*** Begin section ***
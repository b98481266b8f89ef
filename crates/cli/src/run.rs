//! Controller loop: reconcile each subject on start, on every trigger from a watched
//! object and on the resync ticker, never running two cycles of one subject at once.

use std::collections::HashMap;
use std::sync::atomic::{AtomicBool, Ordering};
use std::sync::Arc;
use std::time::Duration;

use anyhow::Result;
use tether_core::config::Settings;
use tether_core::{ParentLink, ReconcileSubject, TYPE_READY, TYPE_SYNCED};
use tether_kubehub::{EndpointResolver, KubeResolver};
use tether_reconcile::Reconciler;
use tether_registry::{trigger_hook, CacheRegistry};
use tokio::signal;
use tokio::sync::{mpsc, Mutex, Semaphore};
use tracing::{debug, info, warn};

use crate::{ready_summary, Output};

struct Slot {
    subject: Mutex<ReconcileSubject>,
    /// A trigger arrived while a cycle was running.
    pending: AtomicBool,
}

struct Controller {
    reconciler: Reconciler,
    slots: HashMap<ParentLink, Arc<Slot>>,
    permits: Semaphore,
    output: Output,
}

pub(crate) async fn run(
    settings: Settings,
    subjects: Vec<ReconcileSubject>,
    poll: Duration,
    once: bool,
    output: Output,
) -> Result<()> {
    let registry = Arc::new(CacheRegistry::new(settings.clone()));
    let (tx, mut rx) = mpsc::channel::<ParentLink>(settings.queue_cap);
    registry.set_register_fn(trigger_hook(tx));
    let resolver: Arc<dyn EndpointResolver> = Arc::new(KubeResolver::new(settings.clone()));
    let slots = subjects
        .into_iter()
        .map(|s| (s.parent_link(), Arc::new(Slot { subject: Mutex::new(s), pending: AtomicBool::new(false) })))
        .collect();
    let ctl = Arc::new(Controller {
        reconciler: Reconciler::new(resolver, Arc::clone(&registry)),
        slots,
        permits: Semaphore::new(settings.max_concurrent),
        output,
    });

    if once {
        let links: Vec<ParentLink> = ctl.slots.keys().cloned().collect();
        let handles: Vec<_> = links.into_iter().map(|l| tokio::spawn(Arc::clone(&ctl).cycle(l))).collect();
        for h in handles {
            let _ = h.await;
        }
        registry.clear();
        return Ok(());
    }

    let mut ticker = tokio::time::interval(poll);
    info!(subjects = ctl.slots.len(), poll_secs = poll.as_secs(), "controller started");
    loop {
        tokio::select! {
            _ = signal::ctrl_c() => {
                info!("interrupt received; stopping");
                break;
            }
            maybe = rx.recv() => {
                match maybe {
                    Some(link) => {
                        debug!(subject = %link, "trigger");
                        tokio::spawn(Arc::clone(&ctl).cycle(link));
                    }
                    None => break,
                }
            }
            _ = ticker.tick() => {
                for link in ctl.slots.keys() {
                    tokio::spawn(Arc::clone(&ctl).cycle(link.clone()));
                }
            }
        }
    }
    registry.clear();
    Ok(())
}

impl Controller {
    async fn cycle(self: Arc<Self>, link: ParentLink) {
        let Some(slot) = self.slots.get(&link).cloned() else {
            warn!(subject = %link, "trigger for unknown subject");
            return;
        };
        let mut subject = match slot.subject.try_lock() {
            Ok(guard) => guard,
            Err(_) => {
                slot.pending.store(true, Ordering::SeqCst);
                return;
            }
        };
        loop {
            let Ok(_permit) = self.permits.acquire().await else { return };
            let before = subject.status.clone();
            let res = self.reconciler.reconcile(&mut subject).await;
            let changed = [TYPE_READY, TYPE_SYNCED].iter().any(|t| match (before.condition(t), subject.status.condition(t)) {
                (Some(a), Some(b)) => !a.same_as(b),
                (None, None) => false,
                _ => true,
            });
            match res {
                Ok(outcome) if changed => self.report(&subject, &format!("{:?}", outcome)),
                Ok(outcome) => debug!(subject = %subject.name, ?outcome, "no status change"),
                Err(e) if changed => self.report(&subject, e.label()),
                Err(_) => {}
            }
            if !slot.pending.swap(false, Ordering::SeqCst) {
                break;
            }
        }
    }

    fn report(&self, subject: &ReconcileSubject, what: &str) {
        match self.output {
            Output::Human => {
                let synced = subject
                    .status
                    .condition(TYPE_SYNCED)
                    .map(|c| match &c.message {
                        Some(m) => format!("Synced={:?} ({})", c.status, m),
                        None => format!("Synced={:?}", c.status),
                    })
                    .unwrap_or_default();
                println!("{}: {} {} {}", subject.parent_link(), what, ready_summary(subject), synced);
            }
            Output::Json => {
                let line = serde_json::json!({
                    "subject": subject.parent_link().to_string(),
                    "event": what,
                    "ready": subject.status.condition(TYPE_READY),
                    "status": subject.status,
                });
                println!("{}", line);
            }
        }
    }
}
*** End section ***
Required work » Repeat the listing exactly, from its first line to its last.

Output for this task »
repository b98481266b8f89ef
filename crates/cli/src/run.rs
//! Controller loop: reconcile each subject on start, on every trigger from a watched
//! object and on the resync ticker, never running two cycles of one subject at once.

use std::collections::HashMap;
use std::sync::atomic::{AtomicBool, Ordering};
use std::sync::Arc;
use std::time::Duration;

use anyhow::Result;
use tether_core::config::Settings;
use tether_core::{ParentLink, ReconcileSubject, TYPE_READY, TYPE_SYNCED};
use tether_kubehub::{EndpointResolver, KubeResolver};
use tether_reconcile::Reconciler;
use tether_registry::{trigger_hook, CacheRegistry};
use tokio::signal;
use tokio::sync::{mpsc, Mutex, Semaphore};
use tracing::{debug, info, warn};

use crate::{ready_summary, Output};

struct Slot {
    subject: Mutex<ReconcileSubject>,
    /// A trigger arrived while a cycle was running.
    pending: AtomicBool,
}

struct Controller {
    reconciler: Reconciler,
    slots: HashMap<ParentLink, Arc<Slot>>,
    permits: Semaphore,
    output: Output,
}

pub(crate) async fn run(
    settings: Settings,
    subjects: Vec<ReconcileSubject>,
    poll: Duration,
    once: bool,
    output: Output,
) -> Result<()> {
    let registry = Arc::new(CacheRegistry::new(settings.clone()));
    let (tx, mut rx) = mpsc::channel::<ParentLink>(settings.queue_cap);
    registry.set_register_fn(trigger_hook(tx));
    let resolver: Arc<dyn EndpointResolver> = Arc::new(KubeResolver::new(settings.clone()));
    let slots = subjects
        .into_iter()
        .map(|s| (s.parent_link(), Arc::new(Slot { subject: Mutex::new(s), pending: AtomicBool::new(false) })))
        .collect();
    let ctl = Arc::new(Controller {
        reconciler: Reconciler::new(resolver, Arc::clone(&registry)),
        slots,
        permits: Semaphore::new(settings.max_concurrent),
        output,
    });

    if once {
        let links: Vec<ParentLink> = ctl.slots.keys().cloned().collect();
        let handles: Vec<_> = links.into_iter().map(|l| tokio::spawn(Arc::clone(&ctl).cycle(l))).collect();
        for h in handles {
            let _ = h.await;
        }
        registry.clear();
        return Ok(());
    }

    let mut ticker = tokio::time::interval(poll);
    info!(subjects = ctl.slots.len(), poll_secs = poll.as_secs(), "controller started");
    loop {
        tokio::select! {
            _ = signal::ctrl_c() => {
                info!("interrupt received; stopping");
                break;
            }
            maybe = rx.recv() => {
                match maybe {
                    Some(link) => {
                        debug!(subject = %link, "trigger");
                        tokio::spawn(Arc::clone(&ctl).cycle(link));
                    }
                    None => break,
                }
            }
            _ = ticker.tick() => {
                for link in ctl.slots.keys() {
                    tokio::spawn(Arc::clone(&ctl).cycle(link.clone()));
                }
            }
        }
    }
    registry.clear();
    Ok(())
}

impl Controller {
    async fn cycle(self: Arc<Self>, link: ParentLink) {
        let Some(slot) = self.slots.get(&link).cloned() else {
            warn!(subject = %link, "trigger for unknown subject");
            return;
        };
        let mut subject = match slot.subject.try_lock() {
            Ok(guard) => guard,
            Err(_) => {
                slot.pending.store(true, Ordering::SeqCst);
                return;
            }
        };
        loop {
            let Ok(_permit) = self.permits.acquire().await else { return };
            let before = subject.status.clone();
            let res = self.reconciler.reconcile(&mut subject).await;
            let changed = [TYPE_READY, TYPE_SYNCED].iter().any(|t| match (before.condition(t), subject.status.condition(t)) {
                (Some(a), Some(b)) => !a.same_as(b),
                (None, None) => false,
                _ => true,
            });
            match res {
                Ok(outcome) if changed => self.report(&subject, &format!("{:?}", outcome)),
                Ok(outcome) => debug!(subject = %subject.name, ?outcome, "no status change"),
                Err(e) if changed => self.report(&subject, e.label()),
                Err(_) => {}
            }
            if !slot.pending.swap(false, Ordering::SeqCst) {
                break;
            }
        }
    }

    fn report(&self, subject: &ReconcileSubject, what: &str) {
        match self.output {
            Output::Human => {
                let synced = subject
                    .status
                    .condition(TYPE_SYNCED)
                    .map(|c| match &c.message {
                        Some(m) => format!("Synced={:?} ({})", c.status, m),
                        None => format!("Synced={:?}", c.status),
                    })
                    .unwrap_or_default();
                println!("{}: {} {} {}", subject.parent_link(), what, ready_summary(subject), synced);
            }
            Output::Json => {
                let line = serde_json::json!({
                    "subject": subject.parent_link().to_string(),
                    "event": what,
                    "ready": subject.status.condition(TYPE_READY),
                    "status": subject.status,
                });
                println!("{}", line);
            }
        }
    }
}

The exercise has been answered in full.